Dans son livre «Islam et politique au sahel : entre persuasion et violence», Dr. Rahmane Idrissa invite à éviter des conclusions hâtives sur l’existence de contradictions «naturelles» entre l’islam et la démocratie.

L’étude méticuleuse des trajectoires du radicalisme salafiste en lien avec l’évolution de la vie politique nationale dans cinq pays du Sahel a permis à M. Rahmane Idrissa de parvenir à des conclusions importantes sur leurs divergences et similarités. M. Idrissa, qui a étudié les trajectoires du radicalisme au Burkina Faso, au Niger, au Sénégal, au Mali et au Nigeria, note que malgré les nombreux points en commun qui existent entre ces pays, ces divergences indiquent en particuliers que les processus historiques, le comportement des dirigeants étatiques et les configurations sociologiques propres à chaque pays comptent et nous poussent aussi à éviter des conclusions hâtives sur l’existence de contradictions «naturelles» entre l’islam et la démocratie. M. Idrissa présentait son livre ce vendredi, en présence de M. Bado Ndoye, Professeur de philosophie à l’Ucad, et du Dr Hady Ba de la même université. Dans son ouvrage, l’universitaire nigérien parle de l’islam persuasif et de la politique violente dans les pays du Sahel. «Les idéologies ont besoin d’ennemi pour prospérer, pas la religion», explique-t-il. Le livre s’attelle ainsi à la tâche ardue de séparer l’islam des idéologies politiques qui, sur la base de ces théologies, s’efforcent de conquérir le pouvoir, de gouverner afin de changer la société. Bien que ces idéologies tirent leur légitimité à la source de la religion, l’auteur montre qu’il s’agit d’entreprises foncièrement temporelles définies par leur confrontation avec d’autres idéologies à l’intérieur de l’arène Etat-Nation. «Leurs objectifs sont similaires et visent à faire usage du pouvoir politique pour changer les sociétés, se servant à cet effet de diverses méthodes de persuasion, mais aussi passant parfois à la violence», souligne-t-il.
D’où viennent ces idéologies ? Et pourquoi mènent-elles parfois à la violence ? Ce sont là les questions qu’il pose dans l’œuvre. Les idéologies du radicalisme salafiste sont à l’œuvre dans ces pays précités, mais la violence a pour épicentre le nord du Mali et du Nigeria.

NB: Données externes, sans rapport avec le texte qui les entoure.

//! Parameter types for image operations.
//!
//! These types describe *what* to do, not *how* to do it. They are the
//! interface between the [`pipeline`](crate::pipeline) (which decides what to
//! produce) and the [`backend`](super::backend) (which does the codec work).
//!
//! ## Types
//!
//! - [`Quality`]: Lossy encoding quality (1–100). Clamped on construction.
//! - [`QualityProfile`]: Standard (85) vs. pro capture path (98).
//! - [`OutputFormat`]: WebP (preferred) or JPEG (fallback), with MIME type.
//! - [`ResampleFilter`]: Kernel used when bounding oversized captures.
//! - [`Enhancement`]: Contrast/saturation/brightness multipliers.
//! - [`DecodeParams`]: Bounding box and kernel for decode + resize.
//! - [`EncodeParams`]: Preferred format and quality for re-encoding.

use image::imageops::FilterType;
use serde::{Deserialize, Serialize};

/// Quality setting for lossy image encoding (1-100).
#[derive(Debug, Clone, Copy, PartialEq, Eq)]
pub struct Quality(pub u32);

impl Quality {
    pub fn new(value: u32) -> Self {
        Self(value.clamp(1, 100))
    }

    pub fn value(self) -> u32 {
        self.0
    }
}

impl Default for Quality {
    fn default() -> Self {
        Self(85)
    }
}

/// Which capture path a batch came from.
///
/// The pro path keeps near-lossless output for close-up inspection shots.
#[derive(Debug, Clone, Copy, PartialEq, Eq, Default)]
pub enum QualityProfile {
    #[default]
    Standard,
    Pro,
}

/// Encoded output container.
#[derive(Debug, Clone, Copy, PartialEq, Eq, Default, Serialize, Deserialize)]
#[serde(rename_all = "lowercase")]
pub enum OutputFormat {
    #[default]
    WebP,
    Jpeg,
}

impl OutputFormat {
    pub fn mime_type(self) -> &'static str {
        match self {
            OutputFormat::WebP => "image/webp",
            OutputFormat::Jpeg => "image/jpeg",
        }
    }

    pub fn extension(self) -> &'static str {
        match self {
            OutputFormat::WebP => "webp",
            OutputFormat::Jpeg => "jpg",
        }
    }
}

/// Resampling kernel for the downscale step.
#[derive(Debug, Clone, Copy, PartialEq, Eq, Default, Serialize, Deserialize)]
#[serde(rename_all = "kebab-case")]
pub enum ResampleFilter {
    /// Bilinear.
    #[default]
    Triangle,
    CatmullRom,
    Lanczos3,
}

impl From<ResampleFilter> for FilterType {
    fn from(filter: ResampleFilter) -> Self {
        match filter {
            ResampleFilter::Triangle => FilterType::Triangle,
            ResampleFilter::CatmullRom => FilterType::CatmullRom,
            ResampleFilter::Lanczos3 => FilterType::Lanczos3,
        }
    }
}

/// Multipliers for the cosmetic tone pass, applied in field order.
///
/// `1.0` for any field is the identity for that adjustment.
#[derive(Debug, Clone, Copy, PartialEq)]
pub struct Enhancement {
    pub contrast: f32,
    pub saturation: f32,
    pub brightness: f32,
}

impl Enhancement {
    pub fn identity() -> Self {
        Self {
            contrast: 1.0,
            saturation: 1.0,
            brightness: 1.0,
        }
    }
}

impl Default for Enhancement {
    fn default() -> Self {
        Self {
            contrast: 1.08,
            saturation: 1.05,
            brightness: 1.02,
        }
    }
}

/// Parameters for a decode operation (decode + bound to `max_dimension`).
#[derive(Debug, Clone, Copy, PartialEq, Eq)]
pub struct DecodeParams {
    pub max_dimension: u32,
    pub filter: ResampleFilter,
}

impl Default for DecodeParams {
    fn default() -> Self {
        Self {
            max_dimension: 2560,
            filter: ResampleFilter::default(),
        }
    }
}

/// Parameters for an encode operation.
#[derive(Debug, Clone, Copy, PartialEq, Eq, Default)]
pub struct EncodeParams {
    /// Format to try first; backends may fall back to JPEG.
    pub format: OutputFormat,
    pub quality: Quality,
}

Sur la base d’un cadre théorique qui analyse le développement des idéologies, et diverses méthodes d’analyse historique, théorique, l’écrivain retrace l’émergence du radicalisme salafiste dans chacun de ces pays. Il trouve par la suite son origine en une étincelle allumée par le choc entre des processus concurrents d’islamisation et de colonisation dans les années 1940. Cependant, lorsque l’étincelle a tourné à l’incendie au Mali et au Nigeria, elle n’a créé que des flambées mineures au Niger et au Burkina et n’a guère eu d’effet brûlant au Sénégal.